Breakthrough Device That Detects DNA with 100-Fold Greater Sensitivity to Speed Disease Detection
Posted on 05 Oct 2023
Traditional DNA detection methods are like searching for a needle in a haystack, given that there are many other molecules in a sample that are not the target DNA and can interfere with the result. Now, a new method for DNA detection offers 100-fold greater sensitivity than traditional methods, paving the way for faster disease detection at the point of care.
In the new DNA detection method developed by researchers at the University of Massachusetts Amherst (Amherst, MA, USA), the test sample is placed within an alternating electric field, allowing the DNA strands to "dance." Each strand moves with its own unique frequency of oscillation. Researchers can then examine the sample to find a molecule that moves just like the DNA they're looking for, making it easy to identify even when present in extremely low concentrations.
The implications for this groundbreaking method are enormous, particularly for early diagnosis of diseases. Because of its high sensitivity, the test can identify diseases much sooner in their progression, which can be critical for treatment. Moreover, the electric-based method yields results in minutes rather than days, weeks, or months, making it ideal for point-of-care settings. Additionally, the technology is highly portable, resembling the size of a blood sugar monitoring device, which has the potential to make a substantial impact on global health.
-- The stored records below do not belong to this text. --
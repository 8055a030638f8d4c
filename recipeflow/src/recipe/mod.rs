//! Recipe model: the declarative definition of a pipeline.
//!
//! A recipe is usually authored in YAML:
//!
//! ```yaml
//! variable:
//!   prompt:
//!     type: string
//! component:
//!   upper:
//!     type: text
//!     task: TASK_UPPER
//!     input:
//!       text: ${variable.prompt}
//! output:
//!   answer:
//!     value: ${upper.output.text}
//! ```

mod step;

pub use step::{Step, StepMap, ITERATOR_TYPE};

use crate::errors::{Result, ValidationError};
use crate::value::Value;
use indexmap::IndexMap;
use serde::{Deserialize, Serialize};
use std::collections::HashSet;

/// A declared pipeline variable.
#[derive(Debug, Clone, Default, PartialEq, Serialize, Deserialize)]
pub struct Variable {
    /// Display title.
    #[serde(default, skip_serializing_if = "Option::is_none")]
    pub title: Option<String>,
    /// Description.
    #[serde(default, skip_serializing_if = "Option::is_none")]
    pub description: Option<String>,
    /// Format hint (`string`, `number`, `image/*`, ...).
    #[serde(default, rename = "type", alias = "instillFormat", skip_serializing_if = "Option::is_none")]
    pub format: Option<String>,
    /// Value used when a trigger row does not provide one.
    #[serde(default, skip_serializing_if = "Option::is_none")]
    pub default: Option<Value>,
    /// Whether a row must provide the variable.
    #[serde(default, skip_serializing_if = "std::ops::Not::not")]
    pub required: bool,
}

/// A named pipeline output.
#[derive(Debug, Clone, Default, PartialEq, Eq, Serialize, Deserialize)]
pub struct Output {
    /// Display title.
    #[serde(default, skip_serializing_if = "Option::is_none")]
    pub title: Option<String>,
    /// Description.
    #[serde(default, skip_serializing_if = "Option::is_none")]
    pub description: Option<String>,
    /// Template rendered after the run, e.g. `${step.output.text}`.
    #[serde(default)]
    pub value: String,
}

/// A full pipeline definition.
#[derive(Debug, Clone, Default, PartialEq, Serialize, Deserialize)]
pub struct Recipe {
    /// Recipe format version.
    #[serde(default, skip_serializing_if = "Option::is_none")]
    pub version: Option<String>,
    /// Declared variables.
    #[serde(default, rename = "variable")]
    pub variables: IndexMap<String, Variable>,
    /// Declared secrets: name to external reference.
    #[serde(default, rename = "secret")]
    pub secrets: IndexMap<String, String>,
    /// Steps, in declaration order.
    #[serde(default, rename = "component")]
    pub steps: StepMap,
    /// Named outputs.
    #[serde(default, rename = "output")]
    pub outputs: IndexMap<String, Output>,
}

impl Recipe {
    /// Creates an empty recipe.
    #[must_use]
    pub fn new() -> Self {
        Self::default()
    }

    /// Parses a YAML recipe.
    pub fn from_yaml_str(yaml: &str) -> Result<Self> {
        let recipe: Self = serde_yaml::from_str(yaml)?;
        recipe.validate()?;
        Ok(recipe)
    }

    /// Parses a JSON recipe.
    pub fn from_json_str(json: &str) -> Result<Self> {
        let recipe: Self = serde_json::from_str(json)?;
        recipe.validate()?;
        Ok(recipe)
    }

    /// Adds a step.
    #[must_use]
    pub fn with_step(mut self, id: impl Into<String>, step: Step) -> Self {
        self.steps.insert(id.into(), step);
        self
    }

    /// Adds a variable.
    #[must_use]
    pub fn with_variable(mut self, name: impl Into<String>, variable: Variable) -> Self {
        self.variables.insert(name.into(), variable);
        self
    }

    /// Adds an output rendered from a template.
    #[must_use]
    pub fn with_output(mut self, name: impl Into<String>, template: impl Into<String>) -> Self {
        self.outputs.insert(
            name.into(),
            Output {
                value: template.into(),
                ..Output::default()
            },
        );
        self
    }

    /// Returns the output templates as a map value.
    #[must_use]
    pub fn output_template(&self) -> Value {
        Value::map_from(
            self.outputs
                .iter()
                .map(|(k, o)| (k.clone(), Value::String(o.value.clone()))),
        )
    }

    /// Checks that step IDs are unique across the recipe and its iterators.
    pub fn validate(&self) -> Result<()> {
        let mut seen = HashSet::new();
        let mut duplicates = Vec::new();
        for (id, step) in &self.steps {
            if !seen.insert(id.as_str()) {
                duplicates.push(id.clone());
            }
            for nested_id in step.steps.keys() {
                if !seen.insert(nested_id.as_str()) {
                    duplicates.push(nested_id.clone());
                }
            }
        }

        if duplicates.is_empty() {
            Ok(())
        } else {
            Err(ValidationError::new(
                "recipe",
                duplicates
                    .into_iter()
                    .map(|id| format!("recipe: duplicate step id '{id}'"))
                    .collect(),
            )
            .into())
        }
    }

    /// Builds one row of variable bindings from trigger data.
    ///
    /// Declared defaults are applied first and the row's own values win.
    /// Undeclared keys in the row are kept.
    pub fn bind_variables(&self, row: &Value) -> Result<Value> {
        let mut bound = IndexMap::new();
        for (name, variable) in &self.variables {
            if let Some(default) = &variable.default {
                bound.insert(name.clone(), default.clone());
            }
        }
        if let Some(entries) = row.as_map() {
            for (k, v) in entries {
                bound.insert(k.clone(), v.clone());
            }
        }

        let missing: Vec<String> = self
            .variables
            .iter()
            .filter(|(name, variable)| variable.required && !bound.contains_key(*name))
            .map(|(name, _)| format!("variable: missing required variable '{name}'"))
            .collect();
        if !missing.is_empty() {
            return Err(ValidationError::new("variable", missing).into());
        }

        Ok(Value::Map(bound))
    }
}
//! Test fixtures for recipe runs.

use async_trait::async_trait;
use parking_lot::Mutex;
use std::sync::Arc;
use std::time::Duration;

use super::components::{
    EchoComponent, FailingComponent, PanickingComponent, SlowComponent, TextComponent,
};
use crate::component::ComponentRegistry;
use crate::config::EngineConfig;
use crate::errors::UsageError;
use crate::execution::UsageHandler;
use crate::runner::PipelineRunner;
use crate::value::Value;

/// A usage handler that records every call and can reject batches.
#[derive(Debug, Default)]
pub struct RecordingUsageHandler {
    checks: Mutex<Vec<Vec<Value>>>,
    collects: Mutex<Vec<(Vec<Value>, Vec<Option<Value>>)>>,
    reject: Option<String>,
}

impl RecordingUsageHandler {
    /// Creates a handler that accepts every batch.
    #[must_use]
    pub fn new() -> Self {
        Self::default()
    }

    /// Creates a handler whose check fails with `message`.
    #[must_use]
    pub fn rejecting(message: impl Into<String>) -> Self {
        Self {
            reject: Some(message.into()),
            ..Self::default()
        }
    }

    /// Returns the inputs of every check.
    #[must_use]
    pub fn checks(&self) -> Vec<Vec<Value>> {
        self.checks.lock().clone()
    }

    /// Returns the inputs and outputs of every collect.
    #[must_use]
    pub fn collects(&self) -> Vec<(Vec<Value>, Vec<Option<Value>>)> {
        self.collects.lock().clone()
    }
}

#[async_trait]
impl UsageHandler for RecordingUsageHandler {
    async fn check(&self, inputs: &[Value]) -> Result<(), UsageError> {
        self.checks.lock().push(inputs.to_vec());
        match &self.reject {
            Some(message) => Err(UsageError::check(message.clone())),
            None => Ok(()),
        }
    }

    async fn collect(&self, inputs: &[Value], outputs: &[Option<Value>]) -> Result<(), UsageError> {
        self.collects.lock().push((inputs.to_vec(), outputs.to_vec()));
        Ok(())
    }
}

/// A registry with every fake component: `echo`, `text`, `fail`, `panic`
/// and `slow` (50ms per job).
#[must_use]
pub fn test_registry() -> ComponentRegistry {
    ComponentRegistry::new()
        .with_component(Arc::new(EchoComponent))
        .with_component(Arc::new(TextComponent))
        .with_component(Arc::new(FailingComponent::default()))
        .with_component(Arc::new(PanickingComponent))
        .with_component(Arc::new(SlowComponent::new(Duration::from_millis(50))))
}

/// A runner over [`test_registry`].
#[must_use]
pub fn test_runner(config: EngineConfig) -> PipelineRunner {
    PipelineRunner::new(Arc::new(test_registry()), config)
}

/// Builds input rows from `(name, value)` pairs, one row per inner slice.
#[must_use]
pub fn input_rows<const N: usize>(rows: &[[(&str, Value); N]]) -> Vec<Value> {
    rows.iter()
        .map(|row| Value::map_from(row.iter().map(|(k, v)| (*k, v.clone()))))
        .collect()
}
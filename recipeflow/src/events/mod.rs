//! Memory events.
//!
//! While streaming is enabled, run memory reports every status, input,
//! output and error change of a step, and every pipeline output update, to
//! an [`EventSink`].

mod sink;

pub use sink::{CollectingEventSink, EventSink, LoggingEventSink, NoOpEventSink};

use crate::memory::StepStatus;
use crate::value::Value;
use chrono::{DateTime, Utc};
use serde::Serialize;
use std::fmt;

/// Names of the events emitted by run memory.
#[derive(Debug, Clone, Copy, PartialEq, Eq, Hash)]
pub enum MemoryEvent {
    /// A step status flag changed.
    ComponentStatusUpdated,
    /// A step input was written.
    ComponentInputUpdated,
    /// A step output was written.
    ComponentOutputUpdated,
    /// A step error message was written.
    ComponentErrorUpdated,
    /// The pipeline output of a row was rendered.
    PipelineOutputUpdated,
}

impl MemoryEvent {
    /// Returns the wire name of the event.
    #[must_use]
    pub const fn as_str(self) -> &'static str {
        match self {
            Self::ComponentStatusUpdated => "COMPONENT_STATUS_UPDATED",
            Self::ComponentInputUpdated => "COMPONENT_INPUT_UPDATED",
            Self::ComponentOutputUpdated => "COMPONENT_OUTPUT_UPDATED",
            Self::ComponentErrorUpdated => "COMPONENT_ERROR_UPDATED",
            Self::PipelineOutputUpdated => "PIPELINE_OUTPUT_UPDATED",
        }
    }
}

impl fmt::Display for MemoryEvent {
    fn fmt(&self, f: &mut fmt::Formatter<'_>) -> fmt::Result {
        f.write_str(self.as_str())
    }
}

/// Error payload.
#[derive(Debug, Clone, PartialEq, Eq, Serialize)]
pub struct MessageError {
    /// The error message.
    pub message: String,
}

/// Payload of component events.
#[derive(Debug, Clone, Serialize)]
#[serde(rename_all = "camelCase")]
pub struct ComponentEventData {
    /// When the change happened.
    pub update_time: DateTime<Utc>,
    /// The step the event is about.
    #[serde(rename = "componentID")]
    pub component_id: String,
    /// The row the event is about.
    pub batch_index: usize,
    /// Status flags after the change.
    pub status: StepStatus,
    /// New input, for input events.
    #[serde(skip_serializing_if = "Option::is_none")]
    pub input: Option<Value>,
    /// New output, for output events.
    #[serde(skip_serializing_if = "Option::is_none")]
    pub output: Option<Value>,
    /// New error, for error events.
    #[serde(skip_serializing_if = "Option::is_none")]
    pub error: Option<MessageError>,
}

/// Pipeline status flags carried by pipeline events.
#[derive(Debug, Clone, Copy, Default, PartialEq, Eq, Serialize)]
pub struct PipelineStatus {
    /// The run has started.
    pub started: bool,
    /// The run has errored.
    pub errored: bool,
    /// The run has completed.
    pub completed: bool,
}

/// Payload of pipeline output events.
#[derive(Debug, Clone, Serialize)]
#[serde(rename_all = "camelCase")]
pub struct PipelineEventData {
    /// When the change happened.
    pub update_time: DateTime<Utc>,
    /// The row the event is about.
    pub batch_index: usize,
    /// Pipeline status flags.
    pub status: PipelineStatus,
    /// Rendered output.
    pub output: Value,
}

#[cfg(test)]
mod tests {
    use super::*;
    use pretty_assertions::assert_eq;

    #[test]
    fn test_component_payload_shape() {
        let data = ComponentEventData {
            update_time: Utc::now(),
            component_id: "a".to_string(),
            batch_index: 1,
            status: StepStatus::default(),
            input: None,
            output: Some(Value::map_from([("x", Value::Int(1))])),
            error: None,
        };
        let json = serde_json::to_value(&data).unwrap();
        assert_eq!(json["componentID"], "a");
        assert_eq!(json["batchIndex"], 1);
        assert_eq!(json["status"]["completed"], false);
        assert_eq!(json["output"]["x"], 1);
        assert!(json.get("input").is_none());
        assert!(json.get("updateTime").is_some());
    }

    #[test]
    fn test_event_names() {
        assert_eq!(MemoryEvent::PipelineOutputUpdated.to_string(), "PIPELINE_OUTPUT_UPDATED");
        assert_eq!(MemoryEvent::ComponentErrorUpdated.as_str(), "COMPONENT_ERROR_UPDATED");
    }
}
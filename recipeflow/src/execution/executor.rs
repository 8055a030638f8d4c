//! Job dispatch.

use super::job::Job;
use crate::config::ExecutionMode;
use crate::errors::RecipeflowError;
use crate::value::Value;
use async_trait::async_trait;
use std::any::Any;
use std::sync::Arc;
use tracing::{error, warn};

/// A component execution bound to one step: runs a batch of jobs.
///
/// Per-job failures go to each job's error sink. An `Err` return means the
/// whole batch failed.
#[async_trait]
pub trait Execution: Send + Sync {
    /// Runs the jobs.
    async fn execute(&self, jobs: Vec<Job>) -> anyhow::Result<()>;
}

/// Turns one input into one output.
#[async_trait]
pub trait JobHandler: Send + Sync {
    /// Handles a job's input. The job is passed for its cancellation token.
    async fn handle(&self, input: Value, job: &Job) -> anyhow::Result<Value>;
}

/// An [`Execution`] that runs a [`JobHandler`] over every job.
pub struct JobExecution {
    handler: Arc<dyn JobHandler>,
    mode: ExecutionMode,
}

impl JobExecution {
    /// Creates an execution dispatching jobs concurrently.
    pub fn new(handler: Arc<dyn JobHandler>) -> Self {
        Self {
            handler,
            mode: ExecutionMode::Concurrent,
        }
    }

    /// Sets the dispatch mode.
    #[must_use]
    pub fn with_mode(mut self, mode: ExecutionMode) -> Self {
        self.mode = mode;
        self
    }
}

#[async_trait]
impl Execution for JobExecution {
    async fn execute(&self, jobs: Vec<Job>) -> anyhow::Result<()> {
        match self.mode {
            ExecutionMode::Sequential => execute_sequential(jobs, self.handler.as_ref()).await,
            ExecutionMode::Concurrent => execute_concurrent(jobs, self.handler.clone()).await,
        }
        Ok(())
    }
}

async fn run_job(job: &Job, handler: &dyn JobHandler) {
    let input = match job.input.read().await {
        Ok(input) => input,
        Err(err) => return job.error.error(err).await,
    };
    let output = match handler.handle(input, job).await {
        Ok(output) => output,
        Err(err) => return job.error.error(RecipeflowError::from(err)).await,
    };
    if let Err(err) = job.output.write(output).await {
        job.error.error(err).await;
    }
}

/// Runs jobs one at a time, in order. A failing job does not stop the next.
pub async fn execute_sequential(jobs: Vec<Job>, handler: &dyn JobHandler) {
    for job in &jobs {
        run_job(job, handler).await;
    }
}

/// Runs every job on its own task and waits for all of them.
///
/// A panicking job is reported on its own error sink as `panic: <message>`.
pub async fn execute_concurrent(jobs: Vec<Job>, handler: Arc<dyn JobHandler>) {
    let handles: Vec<_> = jobs
        .into_iter()
        .map(|job| {
            let sink = job.error.clone();
            let handler = handler.clone();
            let handle = tokio::spawn(async move { run_job(&job, handler.as_ref()).await });
            (handle, sink)
        })
        .collect();

    for (handle, sink) in handles {
        match handle.await {
            Ok(()) => {}
            Err(join_error) if join_error.is_panic() => {
                let message = panic_message(join_error.into_panic().as_ref());
                error!(panic = %message, "job panicked");
                sink.error(RecipeflowError::Execution(format!("panic: {message}")))
                    .await;
            }
            Err(join_error) => {
                warn!(error = %join_error, "job task aborted");
                sink.error(RecipeflowError::execution(join_error)).await;
            }
        }
    }
}

/// Extracts the message of a panic payload.
pub(crate) fn panic_message(payload: &(dyn Any + Send)) -> String {
    if let Some(s) = payload.downcast_ref::<&str>() {
        (*s).to_string()
    } else if let Some(s) = payload.downcast_ref::<String>() {
        s.clone()
    } else {
        "unknown panic".to_string()
    }
}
“Everyone wants to detect the DNA at a low concentration with a high sensitivity. And we just developed this method to improve the sensitivity by about 100 times with no cost,” said Jinglei Ping, lead author of the paper that appeared in Proceedings of the National Academy of Sciences. “The nano-mechanoelectrical approach can be also integrated with other bioengineering technologies, like CRISPR, to elucidate nucleic acid signaling pathways, comprehend disease mechanisms, identify novel drug targets and create personalized treatment strategies, including microRNA-targeted therapies.”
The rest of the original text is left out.